Figure 3.

Quantitation of novel alternatively spliced HTLV-1 mRNAs. The tax/rex (1-2-3), tax _a /rex _a (1-2-3a), rex _b (1-2-C) and rex _c (1-2-Ca) mRNAs were quantified by qRT-PCR in a the C91PL T-cell line, which is chronically infected with HTLV-1, b HLtat cells 24 h after transfection with the ACH molecular clone, and c Peripheral blood mononuclear cells (PBMC) from three HTLV-1-infected patients (ATLL-2, TSP-3 and TSP-4), after 48 h of culture in vitro. a, b Mean values and standard error bars from three independent experiments. C91PL cells [14] were maintained in RPMI 1640 (Sigma-Aldrich) supplemented with 10% FCS, 2 mM l-glutamine (GIBCO) and penicillin/streptomycin. PBMCs were isolated from peripheral blood samples donated by patients with a clinical diagnosis of ATLL or TSP/HAM attending the clinic at the National Centre for Human Retrovirology, Imperial College Healthcare NHS Trust, St.
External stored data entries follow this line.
//! Piecewise-linear interpolation

use crate::error::{GraphError, Result};
use crate::node::Extrapolate;

/// Input/output stops of an `interpolate` node
#[derive(Clone, Debug, PartialEq)]
pub struct InterpolateConfig {
    pub input_range: Vec<f64>,
    pub output_range: Vec<f64>,
    pub extrapolate_left: Extrapolate,
    pub extrapolate_right: Extrapolate,
}

impl InterpolateConfig {
    pub fn new(input_range: impl Into<Vec<f64>>, output_range: impl Into<Vec<f64>>) -> Self {
        Self {
            input_range: input_range.into(),
            output_range: output_range.into(),
            extrapolate_left: Extrapolate::Extend,
            extrapolate_right: Extrapolate::Extend,
        }
    }

    /// Use the same extrapolation on both sides
    pub fn extrapolate(mut self, extrapolate: Extrapolate) -> Self {
        self.extrapolate_left = extrapolate;
        self.extrapolate_right = extrapolate;
        self
    }

    pub fn clamp(self) -> Self {
        self.extrapolate(Extrapolate::Clamp)
    }

    pub(crate) fn validate(&self) -> Result<()> {
        if self.input_range.len() != self.output_range.len() {
            return Err(GraphError::RangeMismatch {
                inputs: self.input_range.len(),
                outputs: self.output_range.len(),
            });
        }
        if self.input_range.len() < 2 {
            return Err(GraphError::EmptyRange);
        }
        if self.input_range.windows(2).any(|w| !(w[0] <= w[1])) {
            return Err(GraphError::NonMonotonicRange);
        }
        Ok(())
    }
}

/// Map `x` through validated stops
pub(crate) fn interpolate(
    x: f64,
    inputs: &[f64],
    outputs: &[f64],
    left: Extrapolate,
    right: Extrapolate,
) -> f64 {
    let last = inputs.len() - 1;

    if x < inputs[0] {
        match left {
            Extrapolate::Clamp => return outputs[0],
            Extrapolate::Identity => return x,
            Extrapolate::Extend => {}
        }
    }
    if x > inputs[last] {
        match right {
            Extrapolate::Clamp => return outputs[last],
            Extrapolate::Identity => return x,
            Extrapolate::Extend => {}
        }
    }

    // First segment whose upper stop lies beyond x, or the last one
    let segment = (0..last - 1)
        .find(|&i| x < inputs[i + 1])
        .unwrap_or(last - 1);

    let (in0, in1) = (inputs[segment], inputs[segment + 1]);
    let (out0, out1) = (outputs[segment], outputs[segment + 1]);

    if in1 == in0 {
        return if x <= in0 { out0 } else { out1 };
    }

    out0 + (x - in0) / (in1 - in0) * (out1 - out0)
}

#[cfg(test)]
mod tests {
    use super::*;

    fn eval(x: f64, config: &InterpolateConfig) -> f64 {
        interpolate(
            x,
            &config.input_range,
            &config.output_range,
            config.extrapolate_left,
            config.extrapolate_right,
        )
    }

    #[test]
    fn test_multi_segment() {
        let config = InterpolateConfig::new([0.0, 1.0, 3.0], [0.0, 10.0, 30.0]);
        assert_eq!(eval(0.5, &config), 5.0);
        assert_eq!(eval(1.0, &config), 10.0);
        assert_eq!(eval(2.0, &config), 20.0);
    }

    #[test]
    fn test_extrapolation_modes() {
        let config = InterpolateConfig::new([0.0, 1.0], [0.0, 100.0]);
        assert_eq!(eval(2.0, &config), 200.0);
        assert_eq!(eval(-1.0, &config), -100.0);

        let clamped = config.clone().clamp();
        assert_eq!(eval(2.0, &clamped), 100.0);
        assert_eq!(eval(-1.0, &clamped), 0.0);

        let identity = config.extrapolate(Extrapolate::Identity);
        assert_eq!(eval(7.0, &identity), 7.0);
    }

    #[test]
    fn test_descending_outputs() {
        let config = InterpolateConfig::new([0.0, 100.0], [1.0, 0.0]).clamp();
        assert_eq!(eval(25.0, &config), 0.75);
    }

    #[test]
    fn test_repeated_stop_is_a_step() {
        let config = InterpolateConfig::new([0.0, 1.0, 1.0, 2.0], [0.0, 1.0, 5.0, 6.0]);
        assert_eq!(eval(0.5, &config), 0.5);
        assert_eq!(eval(1.5, &config), 5.5);
    }

    #[test]
    fn test_validation() {
        assert_eq!(
            InterpolateConfig::new([0.0, 1.0], [0.0]).validate(),
            Err(GraphError::RangeMismatch {
                inputs: 2,
                outputs: 1
            })
        );
        assert_eq!(
            InterpolateConfig::new([0.0], [0.0]).validate(),
            Err(GraphError::EmptyRange)
        );
        assert_eq!(
            InterpolateConfig::new([1.0, 0.0], [0.0, 1.0]).validate(),
            Err(GraphError::NonMonotonicRange)
        );
        assert!(InterpolateConfig::new([0.0, 1.0], [5.0, 6.0]).validate().is_ok());
    }
}
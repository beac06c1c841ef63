//! Duration-based timing animation
//!
//! Progress is tracked relative to the remaining distance, so the target may
//! change mid-flight and the animation still lands on it when the duration
//! elapses.

use serde::{Deserialize, Serialize};

use crate::easing::Easing;
use crate::node::{Adaptable, ValueNode};

/// Configuration for a timing animation
#[derive(Clone, Copy, Debug, PartialEq)]
pub struct TimingConfig {
    pub to_value: Adaptable,
    /// Duration in milliseconds
    pub duration: Adaptable,
    pub easing: Easing,
}

impl TimingConfig {
    pub fn new(to_value: impl Into<Adaptable>, duration: impl Into<Adaptable>) -> Self {
        Self {
            to_value: to_value.into(),
            duration: duration.into(),
            easing: Easing::default(),
        }
    }

    pub fn with_easing(mut self, easing: Easing) -> Self {
        self.easing = easing;
        self
    }
}

/// Serializable form of [`TimingConfig`] with literal operands
#[derive(Clone, Copy, Debug, PartialEq, Serialize, Deserialize)]
pub struct TimingSpec {
    pub to_value: f64,
    pub duration_ms: f64,
    #[serde(default)]
    pub easing: Easing,
}

impl From<TimingSpec> for TimingConfig {
    fn from(spec: TimingSpec) -> Self {
        TimingConfig::new(spec.to_value, spec.duration_ms).with_easing(spec.easing)
    }
}

/// Value slots a timing node reads and writes every frame
#[derive(Clone, Copy, Debug)]
pub struct TimingState {
    pub finished: ValueNode,
    pub position: ValueNode,
    /// Clock time of the last step, 0 before the first one
    pub time: ValueNode,
    /// Elapsed animation time in milliseconds
    pub frame_time: ValueNode,
}

/// Result of one timing step
#[derive(Clone, Copy, Debug, PartialEq)]
pub struct TimingStep {
    pub position: f64,
    pub frame_time: f64,
    pub finished: bool,
}

/// Advance a timing animation by `elapsed_ms`
pub fn timing_step(
    easing: Easing,
    position: f64,
    frame_time: f64,
    elapsed_ms: f64,
    to_value: f64,
    duration: f64,
) -> TimingStep {
    let new_frame_time = frame_time + elapsed_ms;

    if duration <= 0.0 || new_frame_time >= duration {
        return TimingStep {
            position: to_value,
            frame_time: new_frame_time,
            finished: true,
        };
    }

    let progress = easing.apply(frame_time / duration);
    let remaining = 1.0 - progress;
    if remaining.abs() <= f64::EPSILON {
        // Curve already at the target; hold there until the duration runs out
        return TimingStep {
            position: to_value,
            frame_time: new_frame_time,
            finished: false,
        };
    }

    let next_progress = easing.apply(new_frame_time / duration);
    let full_distance = (to_value - position) / remaining;
    let start_position = to_value - full_distance;

    TimingStep {
        position: start_position + full_distance * next_progress,
        frame_time: new_frame_time,
        finished: false,
    }
}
Mary’s Hospital or King’s College Hospital, London, UK, and treated as previously described [5, 15]. RNA extraction, DNAase treatment, reverse-transcription and qRT-PCR for the detection of HTLV-1 transcripts were performed as previously described [5] by using the primers and probes listed in Table 1. The absolute copy number of each transcript was determined and normalized (normalized copy number, NCN) for the copy number of 18S rRNA (patients’ samples) or GAPDH (C91PL and ACH transfections).